Report every line of the data that includes "stats".

--- Records for the task Enclosed Below ---

//! Wire format of the monitor endpoint.
//!
//! `GET /api/monitor?prefix=...` answers with a JSON object whose `data`
//! field lists one entry per monitored pair: the registered monitor, the
//! latest quote for that pair, and the remaining TTL of the monitor entry.

use chrono::{DateTime, Local, NaiveDateTime};
use serde::{Deserialize, Serialize};

use crate::data::{Direction, MonitorRecord};

/// Top-level response body.
///
/// The backend sends `"data": null` when nothing matches the prefix.
#[derive(Debug, Clone, Default, Serialize, Deserialize)]
pub struct MonitorResponse {
    #[serde(default)]
    pub data: Option<Vec<PairMonitorDetail>>,
}

impl MonitorResponse {
    /// Convert the response into monitor records, preserving order.
    pub fn into_records(self) -> Vec<MonitorRecord> {
        self.data
            .unwrap_or_default()
            .into_iter()
            .map(MonitorRecord::from)
            .collect()
    }
}

/// One monitored pair as sent by the backend.
#[derive(Debug, Clone, Default, Serialize, Deserialize)]
pub struct PairMonitorDetail {
    #[serde(default)]
    pub pair_data: PairData,
    #[serde(default)]
    pub pair_monitor_data: PairMonitorData,
    /// Remaining TTL of the monitor entry, in seconds.
    #[serde(default)]
    pub ttl: f64,
}

/// Latest quote for a pair.
#[derive(Debug, Clone, Default, Serialize, Deserialize)]
pub struct PairData {
    #[serde(default, skip_serializing_if = "Option::is_none")]
    pub timestamp: Option<RawTimestamp>,
    #[serde(default)]
    pub pair: String,
    #[serde(default)]
    pub bid_price: f64,
    #[serde(default)]
    pub ask_price: f64,
    #[serde(default)]
    pub close: f64,
}

/// A registered monitor.
#[derive(Debug, Clone, Default, Serialize, Deserialize)]
pub struct PairMonitorData {
    #[serde(default, skip_serializing_if = "Option::is_none")]
    pub timestamp: Option<RawTimestamp>,
    #[serde(default)]
    pub pair: String,
    #[serde(default)]
    pub direct: Direction,
    #[serde(default)]
    pub price: f64,
}

/// A timestamp as it appears on the wire: epoch milliseconds or text.
///
/// Any other JSON value is kept as-is so one odd record does not fail the
/// whole response.
#[derive(Debug, Clone, PartialEq, Serialize, Deserialize)]
#[serde(untagged)]
pub enum RawTimestamp {
    Millis(i64),
    Text(String),
    Other(serde_json::Value),
}

impl RawTimestamp {
    /// Resolve to local wall-clock time.
    ///
    /// Accepts epoch milliseconds, `YYYY-MM-DD HH:MM:SS` (already local)
    /// and RFC 3339. Anything else resolves to `None`.
    pub fn to_local(&self) -> Option<NaiveDateTime> {
        match self {
            RawTimestamp::Other(_) => None,
            RawTimestamp::Millis(ms) => {
                DateTime::from_timestamp_millis(*ms).map(|t| t.with_timezone(&Local).naive_local())
            }
            RawTimestamp::Text(text) => {
                let text = text.trim();
                if text.is_empty() {
                    return None;
                }
                NaiveDateTime::parse_from_str(text, crate::data::format::TIMESTAMP_FORMAT)
                    .ok()
                    .or_else(|| {
                        DateTime::parse_from_rfc3339(text)
                            .ok()
                            .map(|t| t.with_timezone(&Local).naive_local())
                    })
            }
        }
    }
}

impl From<PairMonitorDetail> for MonitorRecord {
    fn from(detail: PairMonitorDetail) -> Self {
        let monitor = detail.pair_monitor_data;
        let quote = detail.pair_data;
        MonitorRecord {
            monitor_timestamp: monitor.timestamp.as_ref().and_then(RawTimestamp::to_local),
            pair: monitor.pair,
            direction: monitor.direct,
            monitor_price: monitor.price,
            current_ask_price: quote.ask_price,
            current_bid_price: quote.bid_price,
            current_close: quote.close,
            ttl_seconds: detail.ttl,
        }
    }
}
use std::io;
use std::path::{Path, PathBuf};
use std::time::{Duration, Instant};

use anyhow::{Context, Result};
use clap::Parser;
use crossterm::{
    event::{DisableMouseCapture, EnableMouseCapture, Event, KeyEventKind},
    execute,
    terminal::{disable_raw_mode, enable_raw_mode, EnterAlternateScreen, LeaveAlternateScreen},
};
use ratatui::{backend::CrosstermBackend, Terminal};

use pairwatch::config::Overrides;
use pairwatch::data::{compute_aggregates, derive_rows, sort_rows};
use pairwatch::source::normalize_prefix;
use pairwatch::{
    events, export, logging, ui, App, DataSource, FileSource, HttpSource, MonitorClient,
    MonitorRecord, Settings, SortDirective,
};

/// UI poll interval when the source fetches in the background.
const BACKGROUND_POLL: Duration = Duration::from_millis(100);

#[derive(Parser, Debug)]
#[command(name = "pairwatch")]
#[command(about = "Terminal dashboard for trading pair price monitors")]
struct Args {
    /// Backend base URL (e.g. http://127.0.0.1:8888)
    #[arg(long, conflicts_with = "file")]
    endpoint: Option<String>,

    /// Read monitors from a JSON file in the backend's response format
    #[arg(short, long)]
    file: Option<PathBuf>,

    /// TOML settings file
    #[arg(short, long)]
    config: Option<PathBuf>,

    /// Only show pairs starting with this prefix ("*" for all)
    #[arg(short, long)]
    prefix: Option<String>,

    /// Refresh interval in seconds
    #[arg(short, long)]
    refresh: Option<u64>,

    /// HTTP request timeout in seconds
    #[arg(long)]
    timeout: Option<u64>,

    /// Initial sort column (pair or priceDiff)
    #[arg(short, long)]
    sort: Option<String>,

    /// Sort descending instead of ascending
    #[arg(short, long)]
    descending: bool,

    /// Write logs to this file while the TUI is running
    #[arg(long)]
    log_file: Option<PathBuf>,

    /// Export the current table to a JSON file and exit
    #[arg(short, long)]
    export: Option<PathBuf>,
}

impl Args {
    /// Resolve settings: file and environment first, then flags on top.
    fn settings(&self) -> Result<Settings> {
        let mut settings = Settings::load(self.config.as_deref())?;
        settings.apply_overrides(&Overrides {
            endpoint: self.endpoint.clone(),
            prefix: self.prefix.clone(),
            refresh_secs: self.refresh,
            timeout_secs: self.timeout,
            sort_field: self.sort.clone(),
            descending: self.descending,
            log_file: self.log_file.clone(),
        });
        Ok(settings)
    }
}

fn main() -> Result<()> {
    let args = Args::parse();
    let settings = args.settings()?;

    // Handle export mode (non-interactive)
    if let Some(ref export_path) = args.export {
        logging::init_stderr()?;
        return export_to_file(&args, &settings, export_path);
    }

    if let Some(ref log_file) = settings.log_file {
        logging::init_file(log_file)
            .with_context(|| format!("opening log file {}", log_file.display()))?;
    }

    let sort = settings.sort_directive();

    if let Some(ref path) = args.file {
        return run_with_file(path, &settings, sort);
    }

    run_with_http(&settings, sort)
}

/// Run with a file-based data source
fn run_with_file(path: &Path, settings: &Settings, sort: SortDirective) -> Result<()> {
    tracing::info!(path = %path.display(), "watching monitor file");
    let mut source = FileSource::new(path);
    source.set_prefix(&settings.prefix);
    run_tui(Box::new(source), sort, settings.refresh_interval())
}

/// Run against the HTTP backend
fn run_with_http(settings: &Settings, sort: SortDirective) -> Result<()> {
    tracing::info!(endpoint = %settings.endpoint, "polling monitor backend");
    let client = MonitorClient::new(&settings.endpoint, settings.timeout())?;

    // The polling task runs on the runtime while the TUI owns the main thread
    let rt = tokio::runtime::Runtime::new()?;
    let source = {
        let _guard = rt.enter();
        HttpSource::spawn(client, &settings.prefix, settings.refresh_interval())
    };

    let result = run_tui(Box::new(source), sort, BACKGROUND_POLL);
    rt.shutdown_timeout(Duration::from_secs(1));
    result
}

/// Run the TUI with the given data source
fn run_tui(
    source: Box<dyn DataSource>,
    sort: SortDirective,
    refresh_interval: Duration,
) -> Result<()> {
    // Setup terminal
    enable_raw_mode()?;
    let mut stdout = io::stdout();
    execute!(stdout, EnterAlternateScreen, EnableMouseCapture)?;
    let backend = CrosstermBackend::new(stdout);
    let mut terminal = Terminal::new(backend)?;

    // Setup panic hook to restore terminal
    let original_hook = std::panic::take_hook();
    std::panic::set_hook(Box::new(move |panic| {
        let _ = disable_raw_mode();
        let _ = execute!(io::stdout(), LeaveAlternateScreen, DisableMouseCapture);
        original_hook(panic);
    }));

    // Create app and load initial data
    let mut app = App::new(source, sort);
    app.reload_data();

    // Run the main loop
    let result = run_app(&mut terminal, &mut app, refresh_interval);

    // Restore terminal
    disable_raw_mode()?;
    execute!(
        terminal.backend_mut(),
        LeaveAlternateScreen,
        DisableMouseCapture
    )?;
    terminal.show_cursor()?;

    result
}

fn run_app(
    terminal: &mut Terminal<CrosstermBackend<io::Stdout>>,
    app: &mut App,
    refresh_interval: Duration,
) -> Result<()> {
    let mut last_refresh = Instant::now();

    while app.running {
        terminal.draw(|frame| ui::render(frame, app))?;

        // Poll for events with a short timeout
        if let Some(event) = events::poll_event(BACKGROUND_POLL)? {
            match event {
                Event::Key(key) if key.kind == KeyEventKind::Press => {
                    events::handle_key_event(app, key)
                }
                Event::Mouse(mouse) => events::handle_mouse_event(app, mouse),
                // Redrawn on the next iteration
                _ => {}
            }
        }

        if last_refresh.elapsed() >= refresh_interval {
            app.reload_data();
            last_refresh = Instant::now();
        }
    }

    Ok(())
}

/// Fetch once and write the table to a JSON file
fn export_to_file(args: &Args, settings: &Settings, export_path: &Path) -> Result<()> {
    let prefix = normalize_prefix(&settings.prefix);
    let records = fetch_once(args, settings, &prefix)?;

    let sort = settings.sort_directive();
    let rows = sort_rows(&derive_rows(&records), Some(&sort));
    let stats = compute_aggregates(&records);

    let document = export::build_export(&rows, &stats, &sort, &prefix);
    export::write_export(export_path, &document)?;

    tracing::info!(
        path = %export_path.display(),
        total = stats.total,
        "exported monitor table"
    );
    println!("Exported {} monitors to: {}", stats.total, export_path.display());
    Ok(())
}

fn fetch_once(args: &Args, settings: &Settings, prefix: &str) -> Result<Vec<MonitorRecord>> {
    if let Some(ref path) = args.file {
        let mut source = FileSource::new(path);
        source.set_prefix(prefix);
        return match source.poll() {
            Some(records) => Ok(records),
            None => anyhow::bail!(
                "failed to read {}: {}",
                path.display(),
                source.error().unwrap_or_else(|| "no data".to_string())
            ),
        };
    }

    let client = MonitorClient::new(&settings.endpoint, settings.timeout())?;
    let rt = tokio::runtime::Runtime::new()?;
    let records = rt
        .block_on(client.fetch(prefix))
        .with_context(|| format!("fetching monitors from {}", settings.endpoint))?;
    Ok(records)
}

--- End of Enclosed Records for the task ---

Output for this task ::
    let stats = compute_aggregates(&records);
    let document = export::build_export(&rows, &stats, &sort, &prefix);
        total = stats.total,
    println!("Exported {} monitors to: {}", stats.total, export_path.display());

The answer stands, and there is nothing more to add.